High-power fiber lasers are of application significance in scientific research and industrial processing. Stimulated Raman scattering (SRS) is a main factor limiting the power scaling of high-power fiber lasers. As a spectral filter component, chirped and tilted fiber Bragg grating (CTFBG) has been extensively studied to suppress SRS or filter Raman light in recent years. The traditional CTFBG fabrication method is the ultraviolet laser phase mask, but the fiber must be hydrogen-loaded and annealed before and after inscribing the grating, which leads to a long fabrication period. Additionally, if the annealing treatment is incomplete, the residual hydrogen molecules and hydroxyl compounds in the fiber would absorb near-infrared laser for heating to limit the power handling capability of CTFBG. To this end, the special annealing method, multiplexed inscribing technology, and efficient refrigeration packaging are proposed, but these methods and technologies greatly increase the fabrication period, cost, and complexity of high-power CTFBG. The development of femtosecond laser inscribing technology provides a new scheme for fabricating high-power CTFBG. As femtosecond lasers do not require the photosensitivity of the fiber, hydrogen loading, and annealing treatment are not needed, which shortens the fabrication period and avoids the heating caused by incomplete annealing. Meanwhile, since the fiber Bragg grating (FBG) written by femtosecond lasers feature high-temperature resistance, they have better tolerance to the temperature rise caused by a high-power laser.

Two FBGs and a CTFBG are inscribed in 20/400 μm large-mode-area double-cladding fiber by femtosecond laser phase mask method, as shown in Figs. 1 and 2. The central wavelengths of two FBGs are 1080 nm. The bandwidth and reflectivity of high reflective FBG (HRFBG) are 3.6 nm and more than 99% respectively, and those of low reflective FBG (LRFBG) are 1.2 nm and 10% respectively. The filtering band central wavelength of the CTFBG is 1133 nm with a 3 dB bandwidth of 17.3 nm and a filtering depth greater than 20 dB. The loss of CTFBG at 1080 nm signal power is less than 2% measured by the cut-off method. Two FBGs are employed to build a high-power fiber oscillator for testing CTFBG, and the CTFBG is inserted in the resonant cavity of the fiber oscillator, as shown in Fig. 3.

Figs. 4, 5, and 6 show the CTFBG testing results based on the high-power fiber oscillator. When the CTFBG is not inserted, the output power does not increase after the pump power exceeds 3500 W due to transverse mode instability (TMI). At maximum pump power, the output power is 2678 W, corresponding to the optical-to-optical conversion efficiency of 69.7% and the beam quality M² factor of 1.54. After inserting CTFBG into the resonant cavity, the SRS is suppressed with a Raman suppression ratio of ~13 dB, and the TMI is not observed. The maximum output power is increased to 2811 W, corresponding to the optical-to-optical conversion efficiency of 73.2%, and the beam quality M² factor is reduced to 1.43. During power scaling, the CTFBG is not packaged and cooled by a fan. The temperature slope of CTFBG is 7.9 °C/kW, and the maximum temperature is 44 °C。
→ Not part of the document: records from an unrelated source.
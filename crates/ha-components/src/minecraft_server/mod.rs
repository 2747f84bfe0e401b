//! Minecraft Server integration
//!
//! Monitors a Minecraft Java Edition server. Each config entry gets a
//! [`MinecraftServerCoordinator`] that is forwarded to the binary sensor and
//! sensor platforms.

mod constants;
mod coordinator;
mod error;
pub mod migration;

use std::sync::Arc;

use async_trait::async_trait;
use ha_config_entries::{ConfigEntries, ConfigEntry, Integration, IntegrationError};
use ha_registries::{DeviceRegistry, EntityRegistry, Registries};
use tracing::debug;

pub use constants::*;
pub use coordinator::{
    CoordinatorTable, MinecraftServerConfig, MinecraftServerCoordinator, ServerStatus,
    StatusError, StatusSource,
};
pub use error::{MinecraftServerError, MinecraftServerResult};

/// The `minecraft_server` integration
pub struct MinecraftServer {
    coordinators: CoordinatorTable,
    devices: Arc<DeviceRegistry>,
    entities: Arc<EntityRegistry>,
    status_source: Arc<dyn StatusSource>,
}

impl MinecraftServer {
    pub fn new(registries: &Registries, status_source: Arc<dyn StatusSource>) -> Self {
        Self {
            coordinators: CoordinatorTable::new(),
            devices: Arc::clone(&registries.devices),
            entities: Arc::clone(&registries.entities),
            status_source,
        }
    }

    /// Coordinators of the loaded entries
    pub fn coordinators(&self) -> &CoordinatorTable {
        &self.coordinators
    }

    async fn setup(
        &self,
        entries: &ConfigEntries,
        entry: &ConfigEntry,
    ) -> MinecraftServerResult<()> {
        let config = MinecraftServerConfig::from_entry_data(&entry.data)?;
        debug!(
            "Creating coordinator instance for '{}' ({})",
            config.name, config.host
        );

        let coordinator = Arc::new(MinecraftServerCoordinator::new(
            entry.entry_id.clone(),
            config,
            Arc::clone(&self.status_source),
        ));
        coordinator.first_refresh().await?;

        self.coordinators.insert(coordinator);
        entries.forward_entry_setups(entry, &PLATFORMS);
        Ok(())
    }
}

#[async_trait]
impl Integration for MinecraftServer {
    fn domain(&self) -> &str {
        DOMAIN
    }

    fn version(&self) -> u32 {
        VERSION
    }

    async fn setup_entry(
        &self,
        entries: &ConfigEntries,
        entry: &ConfigEntry,
    ) -> Result<bool, IntegrationError> {
        self.setup(entries, entry).await?;
        Ok(true)
    }

    async fn unload_entry(
        &self,
        entries: &ConfigEntries,
        entry: &ConfigEntry,
    ) -> Result<bool, IntegrationError> {
        let unload_ok = entries.unload_platforms(entry, &PLATFORMS);
        self.coordinators.remove(&entry.entry_id);
        Ok(unload_ok)
    }

    async fn migrate_entry(
        &self,
        entries: &ConfigEntries,
        entry: &ConfigEntry,
    ) -> Result<bool, IntegrationError> {
        Ok(migration::migrate_entry(entries, &self.devices, &self.entities, entry).await?)
    }
}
High-power CTFBG is inscribed in large-mode-area double-cladding fibers based on the femtosecond laser phase mask method. To test the power handling capability, the CTFBG is introduced into the resonant cavity of the high-power fiber oscillator. The maximum handling power of CTFBG is 2.8 kW, and the insertion loss of CTFBG is less than 2%. The CTFBG is cooled by an air fan during the test, and the temperature slope of CTFBG is 7.9 °C/kW. This study shows that the femtosecond laser-written CTFBG has excellent power handling capability and temperature characteristics, which will promote the development and application of CTFBG. In the future, the CTFBG will be fabricated in larger core fibers by femtosecond lasers, and its performance will be further investigated in fiber lasers with higher output power.